An effective quality risk management (QRM) process provides a key mechanism for the proactive identification and control of potential issues that may arise during product development and subsequent commercialisation1. In this context, risk is defined as the combination of the probability of occurrence of harm (or unwanted outcome) and the severity of that harm (or unwanted outcome). Scientific approaches are used to estimate the likelihood of any given risk1. An extreme approach is the concept of ‘zero risk’.

During the 1960s, manufacturers were required to demonstrate the safety of food and colour additives. The ‘Delaney Clause’ prohibited the use of any additives known to cause cancer in man or in animals. The FDA was required by law to apply a ‘zero-risk tolerance’ approach to food additives. By the early 1970s, it became clear that this approach was untenable and would lead to a large scale ban of animal feed products2. There was also a much clearer understanding that exposure to small quantities of food additives does not materially increase the risk of contracting cancer, i.e. there is an acceptable risk / benefit ratio, which prompts the question: Is zero risk attainable or even desirable?

Over the last 50 years, the UK government’s general approach towards the responsibility of the regulatory agencies towards risk management has been to maintain risks ‘as low as reasonably practicable’ (ALARP). There is then a balance between the risks encountered versus the expended effort (time, cost and effort). If the expended effort is disproportionate to the perceived benefits accruing from reduction of risk then the necessary ‘duty of care’ has been fulfilled and additional measures are not required2. Hence risk resolution should be viewed from a perspective of ‘safe enough’ or acceptable rather than from an absolute perspective of safe or not safe3. This led to the Tolerability of Risk (ToR) approach, which subdivides risk into unacceptable, tolerable or broadly acceptable; where tolerable does not equate to acceptable, but instead reflects a ‘willingness by society as a whole to live with a risk so as to secure certain benefits in confidence that the risk is one that is worth taking and that it is being properly controlled’. That is, where an acceptable risk / benefit balance has been attained and the cumulative benefit to the patient outweighs the inherent risk.

Therefore, clinical studies for oncology products typically involve patients whose disease state is progressive, often fatal.

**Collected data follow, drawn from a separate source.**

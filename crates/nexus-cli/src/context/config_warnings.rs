use nexus_config::NexusConfig;

/// Emit warnings for likely mistyped env var keys that silently fell back to defaults.
pub fn warn_unconfigured(config: &NexusConfig) {
    for warning in collect_unconfigured_warnings(config, std::env::vars()) {
        tracing::warn!("{warning}");
    }
}

fn collect_unconfigured_warnings<I>(config: &NexusConfig, env: I) -> Vec<String>
where
    I: IntoIterator<Item = (String, String)>,
{
    let env_keys = env.into_iter().map(|(key, _)| key).collect::<Vec<_>>();

    let mut warnings = Vec::new();

    if !config.api.is_customized() && has_env_prefix(&env_keys, "NEXUS_API") {
        warnings.push(
            "API config appears default while NEXUS_API* env vars exist. Use double underscores (example: NEXUS_API__BASE_URL)."
                .to_string(),
        );
    }

    // NEXUS_AUTH__TOKEN feeds the token store, not the [auth] section.
    let auth_keys = env_keys
        .iter()
        .filter(|key| key.as_str() != nexus_auth::token_store::TOKEN_ENV_VAR)
        .cloned()
        .collect::<Vec<_>>();
    if !config.auth.is_customized() && has_env_prefix(&auth_keys, "NEXUS_AUTH") {
        warnings.push(
            "Auth config appears default while NEXUS_AUTH* env vars exist. Use double underscores (example: NEXUS_AUTH__LOGIN_URL)."
                .to_string(),
        );
    }

    warnings
}

fn has_env_prefix(keys: &[String], prefix: &str) -> bool {
    keys.iter().any(|key| key.starts_with(prefix))
}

Therefore, as the clinical outcomes are so poor, the ‘tolerable risk’ can be higher. For example, in oncology products, a case can be made for managing mutagenic impurities according to the guidelines for standard impurities (ICH Q3A/Q3B), rather than the much more restrictive guideline for mutagenic impurities (ICH M7).

Delaney was in agreement with this pragmatic approach, reflecting that, “Should the issue of genotoxic impurity limits in pharmaceuticals be resolved from the perspective of historical precedent (the zero risk tolerance mindset), or from a more carefully considered cancer-risk avoidance and risk management view point that weighs the new regulatory burdens created against the benefits conferred by pharmaceutical products to patients?”4

Delaney contended that the ICH M7 guidance often ignores the reality that pharmaceutical syntheses frequently needs to use highly reactive intermediates (DNA reactive, i.e. mutagenic)4. He estimated that about a quarter of all reactive intermediates used in synthesis would likely be mutagenic. By focusing on the need for avoidance (i.e. risk averse), the guidance sets an inappropriate expectation for chemists to expend greater efforts to utilise synthetic options that are often considerably less efficient, employing ‘non-green’ chemistry, without materially improving patient safety. Therefore, the degree of risk that can be tolerated is predicated on prevailing circumstances, the proximity of that risk to the end user, especially if additional controls can be introduced after the process that is being assessed and prior to the product being provided to the patient.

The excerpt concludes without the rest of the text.